Administrators who wish to prevent fixed passcodes from being
compromised may require fixed passcodes to be used in conjunction
with other information or a biometric scan, e.g., in scenarios in
which the electronic locks 170 are equipped with biometric scanning
equipment (e.g., eye scanners or finger print scanners).
[0038] A request for a dynamic or fixed passcode by transmitted to
an administrator. The request may be transmitted by made by an
individual attending to a service request. For example, an
individual's mobile device 140 may include a mobile application
that allows the individual to send a request for a passcode to a
server 120, an administrator device 130, or any other device over
the network 125 (e.g., via the mobile device's 140 cellular data,
WiFi or NFC/Bluetooth connection). As another example, an
individual may submit a request by placing a voice call or sending
a text message to an administrator or server agent from the
individual's mobile device 140. In this way, an individual may send
a request even when the mobile device 140 is unable or incapable of
connecting to the Internet or data network. In even further
embodiments, an administrator or network operations center 110 may
transmit a message or request that includes the passcode and/or
opening code to an individual in possession of a key without the
individual submitting a request for such information. The
individual may be required to accept the message or request, or may
be permitted to decline the message or request.

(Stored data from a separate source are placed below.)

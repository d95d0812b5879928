use serde::{Deserialize, Serialize};

use crate::config::{DEFAULT_HEIGHT, DEFAULT_WIDTH};

/// Size of the render surface the pipeline draws into.
#[derive(Debug, Clone, Copy, PartialEq, Serialize, Deserialize)]
pub struct ViewportSize {
    pub width: f64,
    pub height: f64,
}

impl ViewportSize {
    pub fn new(width: f64, height: f64) -> Self {
        Self { width, height }
    }

    /// Builds a viewport from the surface's reported client size.
    ///
    /// Each axis falls back to its default independently when reported as zero.
    pub fn resolve(client_width: u32, client_height: u32) -> Self {
        let width = if client_width == 0 {
            DEFAULT_WIDTH
        } else {
            client_width
        };
        let height = if client_height == 0 {
            DEFAULT_HEIGHT
        } else {
            client_height
        };
        Self::new(f64::from(width), f64::from(height))
    }

    /// The whole viewport as a region anchored at the origin.
    pub fn full_region(&self) -> Region {
        Region {
            x: 0.0,
            y: 0.0,
            width: self.width,
            height: self.height,
        }
    }

    /// Viewport dimensions rounded to whole pixels, never below 1×1.
    pub fn pixel_size(&self) -> (u32, u32) {
        (to_pixel_extent(self.width), to_pixel_extent(self.height))
    }
}

/// Rectangle of a source frame, in source coordinates.
///
/// Coordinates stay fractional: a focus box centred in an odd-sized
/// viewport starts on a half pixel.
#[derive(Debug, Clone, Copy, PartialEq, Serialize, Deserialize)]
pub struct Region {
    pub x: f64,
    pub y: f64,
    pub width: f64,
    pub height: f64,
}

impl Region {
    pub fn new(x: f64, y: f64, width: f64, height: f64) -> Self {
        Self {
            x,
            y,
            width,
            height,
        }
    }

    pub fn is_at_origin(&self) -> bool {
        self.x == 0.0 && self.y == 0.0
    }

    pub fn center(&self) -> (f64, f64) {
        (self.x + self.width / 2.0, self.y + self.height / 2.0)
    }

    /// Snaps the region onto the pixel grid for copying.
    ///
    /// The origin is floored and the extent rounded, so a half-pixel
    /// offset never shrinks the copied area.
    pub fn to_pixels(&self) -> PixelRect {
        PixelRect {
            x: to_pixel_offset(self.x),
            y: to_pixel_offset(self.y),
            width: to_pixel_extent(self.width),
            height: to_pixel_extent(self.height),
        }
    }
}

/// Integer rectangle used for the actual pixel copy.
#[derive(Debug, Clone, Copy, PartialEq, Eq, Serialize, Deserialize)]
pub struct PixelRect {
    pub x: u32,
    pub y: u32,
    pub width: u32,
    pub height: u32,
}

fn to_pixel_offset(value: f64) -> u32 {
    if value.is_finite() && value > 0.0 {
        value.floor().min(f64::from(u32::MAX)) as u32
    } else {
        0
    }
}

fn to_pixel_extent(value: f64) -> u32 {
    if value.is_finite() && value >= 1.0 {
        value.round().min(f64::from(u32::MAX)) as u32
    } else {
        1
    }
}
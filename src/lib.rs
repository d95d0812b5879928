//! Capture pipeline for scanning QR codes from a camera or a still image.
//!
//! A [`CaptureSession`] acquires a live stream, works out which part of each
//! frame to look at, samples that region into a decode buffer at a bounded
//! rate and hands the buffer to a [`QrDecoder`]. Still images are fitted to
//! the viewport and decoded once. Platform pieces (camera APIs, the host
//! element, the symbol decoder) are injected through traits.

pub mod config;
pub mod decode;
pub mod error;
pub mod geometry;
pub mod image_loader;
pub mod media;
pub mod sampler;
pub mod session;
pub mod surface;
mod utils;

pub use config::{ScanConfig, DEFAULT_HEIGHT, DEFAULT_WIDTH, MIN_QR_BOX_SIZE, SCAN_DEFAULT_FPS};
#[cfg(feature = "rqrr")]
pub use decode::RqrrDecoder;
pub use decode::QrDecoder;
pub use error::{DecodeFailure, MediaError, Result, ScanError};
pub use geometry::{compute_focus_region, compute_scale_fit, Region, ViewportSize};
pub use image_loader::{FsImageLoader, ImageLoader, ImageSource};
pub use media::{CameraDevice, MediaProvider};
pub use sampler::{FrameSampler, ScanRate};
pub use session::{CaptureSession, SessionSnapshot, SessionStatus};
pub use surface::{HeadlessSurface, RenderSurface};

/// Installs `env_logger`, honouring `RUST_LOG` and defaulting to `info`.
///
/// Safe to call more than once; later calls are ignored.
pub fn init_logging() {
    let _ = env_logger::Builder::new()
        .filter_level(log::LevelFilter::Info)
        .parse_default_env()
        .try_init();
}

[0039] FIG. 2 is an illustration of an exemplary electronic
programmable key 150 in accordance with certain embodiments of the
present invention. The electronic key 150 includes a keypad 210
having an activation key 220, a light emitting diode (LED)
indicator 230, and a display screen 240 that is configured to
display a lock attendance code 250 and other information.
[0040] In this exemplary embodiment, the keypad 210 on the
electronic key 150 includes input options that are numbered one
through six. The buttons may be selected by an individual to input
or provide information (e.g., opening codes) to the electronic key
150. The keypad 210 further includes an activation key 220 that is
configured to initiate a verification function that generates a
lock attendance code 250. In certain embodiments, the key 150
generates a lock attendance code 250 in response to the individual
selecting this activation key 220 three consecutive times and it
displays the lock attendance code 250 on the display screen 250
included on the key.
[0041] The LED indicator 230 on the key may be utilized to convey
certain information to the individual. For example, when the key
150 is inserted into a lock 170, the indicator 230 may display
specific colors to indicate access permissions (e.g., green=access
granted, red=access denied and orange=access denied at this
particular time, but may be available at other dates/times). The
indicator 230 may also provide indications (e.g., by blinking) when
a battery in the key is running on lower power.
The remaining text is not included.